**WHAT NEEDS TO BE DONE**
Each record must be printed again exactly as given.

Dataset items

════════════════

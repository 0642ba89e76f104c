//! Per-item scrape
//!
//! One [`ItemScraper::scrape`] call takes an item from nothing to a
//! directory holding its metadata document and page images:
//!
//! 1. Skip if the item directory already exists (no request is made)
//! 2. Fetch the metadata page and extract tags and page count
//! 3. Write the metadata document
//! 4. Fetch the first image page and extract the direct image URL
//! 5. Download the image set
//!
//! Any failure stops the item where it is; nothing written so far is
//! removed.

use crate::harvester::batch::ScrapeItem;
use crate::harvester::fetcher::RetryingFetcher;
use crate::harvester::images::ImageSetDownloader;
use crate::harvester::parser::{parse_image_link, parse_tags};
use crate::state::{ItemProgress, ItemState};
use crate::storage::ItemStore;
use crate::url::{resolve_url, CatalogUrls};
use crate::{HarvestError, Result};
use std::path::{Path, PathBuf};
use std::sync::Arc;
use tracing::{Instrument, Span};

/// Final result of scraping one item
#[derive(Debug, Clone, PartialEq, Eq)]
pub enum ItemOutcome {
    /// Item processed; `images_complete` is false if some pages are missing
    Done {
        id: u64,
        dir: PathBuf,
        images_complete: bool,
    },

    /// Item directory already existed
    Skipped { id: u64, dir: PathBuf },

    /// Item aborted after reaching `state`
    Failed {
        id: u64,
        state: ItemState,
        reason: String,
    },
}

impl ItemOutcome {
    pub fn id(&self) -> u64 {
        match self {
            Self::Done { id, .. } | Self::Skipped { id, .. } | Self::Failed { id, .. } => *id,
        }
    }

    /// Item directory, for items that have one
    pub fn dir(&self) -> Option<&Path> {
        match self {
            Self::Done { dir, .. } | Self::Skipped { dir, .. } => Some(dir),
            Self::Failed { .. } => None,
        }
    }

    /// Terminal state of the item
    pub fn state(&self) -> ItemState {
        match self {
            Self::Done { .. } => ItemState::Done,
            Self::Skipped { .. } => ItemState::Skipped,
            Self::Failed { .. } => ItemState::Failed,
        }
    }

    pub fn is_failed(&self) -> bool {
        matches!(self, Self::Failed { .. })
    }
}

/// Runs the per-item state machine
#[derive(Clone)]
pub struct ItemScraper {
    fetcher: Arc<RetryingFetcher>,
    urls: Arc<CatalogUrls>,
    store: Arc<dyn ItemStore>,
    images: ImageSetDownloader,
    span: Span,
}

impl ItemScraper {
    pub fn new(
        fetcher: Arc<RetryingFetcher>,
        urls: Arc<CatalogUrls>,
        store: Arc<dyn ItemStore>,
        images: ImageSetDownloader,
        span: Span,
    ) -> Self {
        Self {
            fetcher,
            urls,
            store,
            images,
            span,
        }
    }

    /// Scrapes item `id`
    ///
    /// Never fails outright: problems are logged and reported as
    /// [`ItemOutcome::Failed`].
    pub async fn scrape(&self, id: u64) -> ItemOutcome {
        let span = tracing::info_span!(parent: &self.span, "item", id);
        self.scrape_inner(id).instrument(span).await
    }

    async fn scrape_inner(&self, id: u64) -> ItemOutcome {
        tracing::info!("Scraping item #{}", id);

        let mut progress = ItemProgress::new();

        if self.store.exists(id) {
            let dir = self.store.item_dir(id);
            tracing::warn!("Item directory {} already exists: skipping", dir.display());
            return ItemOutcome::Skipped { id, dir };
        }

        match self.run(id, &mut progress).await {
            Ok((dir, images_complete)) => {
                if images_complete {
                    tracing::info!("Item #{} saved to {}", id, dir.display());
                } else {
                    tracing::warn!(
                        "There has been at least one error trying to download #{}",
                        id
                    );
                }
                ItemOutcome::Done {
                    id,
                    dir,
                    images_complete,
                }
            }
            Err(e) => {
                let state = progress.state();
                tracing::warn!("Item #{} failed after state {}: {}", id, state, e);
                ItemOutcome::Failed {
                    id,
                    state,
                    reason: e.to_string(),
                }
            }
        }
    }

    async fn run(&self, id: u64, progress: &mut ItemProgress) -> Result<(PathBuf, bool)> {
        let item_url = self.urls.item_url(id);
        let body = self.fetch_document(&item_url).await?;
        progress.advance(ItemState::MetadataFetched)?;

        let metadata = parse_tags(&body, &item_url);
        let pages = metadata.pages().ok_or_else(|| HarvestError::MissingField {
            field: "page count",
            url: item_url.clone(),
        })?;
        progress.advance(ItemState::MetadataParsed)?;

        let dir = self.store.save_metadata(id, &metadata)?;
        progress.advance(ItemState::MetadataPersisted)?;

        let first_page_url = self.urls.first_page_url(id);
        let body = self.fetch_document(&first_page_url).await?;
        let link = parse_image_link(&body).ok_or_else(|| HarvestError::MissingField {
            field: "first image link",
            url: first_page_url.clone(),
        })?;
        let first_image = resolve_url(&first_page_url, &link)?;
        tracing::debug!("First image of #{}: {}", id, first_image);
        progress.advance(ItemState::FirstImageLocated)?;

        let images_complete = self.images.download_all(id, &first_image, pages).await;
        progress.advance(ItemState::ImagesDownloaded)?;
        progress.advance(ItemState::Done)?;

        Ok((dir, images_complete))
    }

    /// Fetches an HTML document, requiring a 2xx status
    async fn fetch_document(&self, url: &str) -> Result<Vec<u8>> {
        let outcome = self
            .fetcher
            .fetch(url)
            .await
            .ok_or_else(|| HarvestError::FetchFailed {
                url: url.to_string(),
            })?;

        if !outcome.is_success() {
            return Err(HarvestError::HttpStatus {
                url: url.to_string(),
                status: outcome.status,
            });
        }

        Ok(outcome.body)
    }
}

impl ScrapeItem for ItemScraper {
    async fn scrape(&self, id: u64) -> ItemOutcome {
        ItemScraper::scrape(self, id).await
    }
}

════════════════

**TASK OUTPUT**
repository 0642ba89e76f104c
//! Per-item scrape
//!
//! One [`ItemScraper::scrape`] call takes an item from nothing to a
//! directory holding its metadata document and page images:
//!
//! 1. Skip if the item directory already exists (no request is made)
//! 2. Fetch the metadata page and extract tags and page count
//! 3. Write the metadata document
//! 4. Fetch the first image page and extract the direct image URL
//! 5. Download the image set
//!
//! Any failure stops the item where it is; nothing written so far is
//! removed.

use crate::harvester::batch::ScrapeItem;
use crate::harvester::fetcher::RetryingFetcher;
use crate::harvester::images::ImageSetDownloader;
use crate::harvester::parser::{parse_image_link, parse_tags};
use crate::state::{ItemProgress, ItemState};
use crate::storage::ItemStore;
use crate::url::{resolve_url, CatalogUrls};
use crate::{HarvestError, Result};
use std::path::{Path, PathBuf};
use std::sync::Arc;
use tracing::{Instrument, Span};

/// Final result of scraping one item
#[derive(Debug, Clone, PartialEq, Eq)]
pub enum ItemOutcome {
    /// Item processed; `images_complete` is false if some pages are missing
    Done {
        id: u64,
        dir: PathBuf,
        images_complete: bool,
    },

    /// Item directory already existed
    Skipped { id: u64, dir: PathBuf },

    /// Item aborted after reaching `state`
    Failed {
        id: u64,
        state: ItemState,
        reason: String,
    },
}

impl ItemOutcome {
    pub fn id(&self) -> u64 {
        match self {
            Self::Done { id, .. } | Self::Skipped { id, .. } | Self::Failed { id, .. } => *id,
        }
    }

    /// Item directory, for items that have one
    pub fn dir(&self) -> Option<&Path> {
        match self {
            Self::Done { dir, .. } | Self::Skipped { dir, .. } => Some(dir),
            Self::Failed { .. } => None,
        }
    }

    /// Terminal state of the item
    pub fn state(&self) -> ItemState {
        match self {
            Self::Done { .. } => ItemState::Done,
            Self::Skipped { .. } => ItemState::Skipped,
            Self::Failed { .. } => ItemState::Failed,
        }
    }

    pub fn is_failed(&self) -> bool {
        matches!(self, Self::Failed { .. })
    }
}

/// Runs the per-item state machine
#[derive(Clone)]
pub struct ItemScraper {
    fetcher: Arc<RetryingFetcher>,
    urls: Arc<CatalogUrls>,
    store: Arc<dyn ItemStore>,
    images: ImageSetDownloader,
    span: Span,
}

impl ItemScraper {
    pub fn new(
        fetcher: Arc<RetryingFetcher>,
        urls: Arc<CatalogUrls>,
        store: Arc<dyn ItemStore>,
        images: ImageSetDownloader,
        span: Span,
    ) -> Self {
        Self {
            fetcher,
            urls,
            store,
            images,
            span,
        }
    }

    /// Scrapes item `id`
    ///
    /// Never fails outright: problems are logged and reported as
    /// [`ItemOutcome::Failed`].
    pub async fn scrape(&self, id: u64) -> ItemOutcome {
        let span = tracing::info_span!(parent: &self.span, "item", id);
        self.scrape_inner(id).instrument(span).await
    }

    async fn scrape_inner(&self, id: u64) -> ItemOutcome {
        tracing::info!("Scraping item #{}", id);

        let mut progress = ItemProgress::new();

        if self.store.exists(id) {
            let dir = self.store.item_dir(id);
            tracing::warn!("Item directory {} already exists: skipping", dir.display());
            return ItemOutcome::Skipped { id, dir };
        }

        match self.run(id, &mut progress).await {
            Ok((dir, images_complete)) => {
                if images_complete {
                    tracing::info!("Item #{} saved to {}", id, dir.display());
                } else {
                    tracing::warn!(
                        "There has been at least one error trying to download #{}",
                        id
                    );
                }
                ItemOutcome::Done {
                    id,
                    dir,
                    images_complete,
                }
            }
            Err(e) => {
                let state = progress.state();
                tracing::warn!("Item #{} failed after state {}: {}", id, state, e);
                ItemOutcome::Failed {
                    id,
                    state,
                    reason: e.to_string(),
                }
            }
        }
    }

    async fn run(&self, id: u64, progress: &mut ItemProgress) -> Result<(PathBuf, bool)> {
        let item_url = self.urls.item_url(id);
        let body = self.fetch_document(&item_url).await?;
        progress.advance(ItemState::MetadataFetched)?;

        let metadata = parse_tags(&body, &item_url);
        let pages = metadata.pages().ok_or_else(|| HarvestError::MissingField {
            field: "page count",
            url: item_url.clone(),
        })?;
        progress.advance(ItemState::MetadataParsed)?;

        let dir = self.store.save_metadata(id, &metadata)?;
        progress.advance(ItemState::MetadataPersisted)?;

        let first_page_url = self.urls.first_page_url(id);
        let body = self.fetch_document(&first_page_url).await?;
        let link = parse_image_link(&body).ok_or_else(|| HarvestError::MissingField {
            field: "first image link",
            url: first_page_url.clone(),
        })?;
        let first_image = resolve_url(&first_page_url, &link)?;
        tracing::debug!("First image of #{}: {}", id, first_image);
        progress.advance(ItemState::FirstImageLocated)?;

        let images_complete = self.images.download_all(id, &first_image, pages).await;
        progress.advance(ItemState::ImagesDownloaded)?;
        progress.advance(ItemState::Done)?;

        Ok((dir, images_complete))
    }

    /// Fetches an HTML document, requiring a 2xx status
    async fn fetch_document(&self, url: &str) -> Result<Vec<u8>> {
        let outcome = self
            .fetcher
            .fetch(url)
            .await
            .ok_or_else(|| HarvestError::FetchFailed {
                url: url.to_string(),
            })?;

        if !outcome.is_success() {
            return Err(HarvestError::HttpStatus {
                url: url.to_string(),
                status: outcome.status,
            });
        }

        Ok(outcome.body)
    }
}

impl ScrapeItem for ItemScraper {
    async fn scrape(&self, id: u64) -> ItemOutcome {
        ItemScraper::scrape(self, id).await
    }
}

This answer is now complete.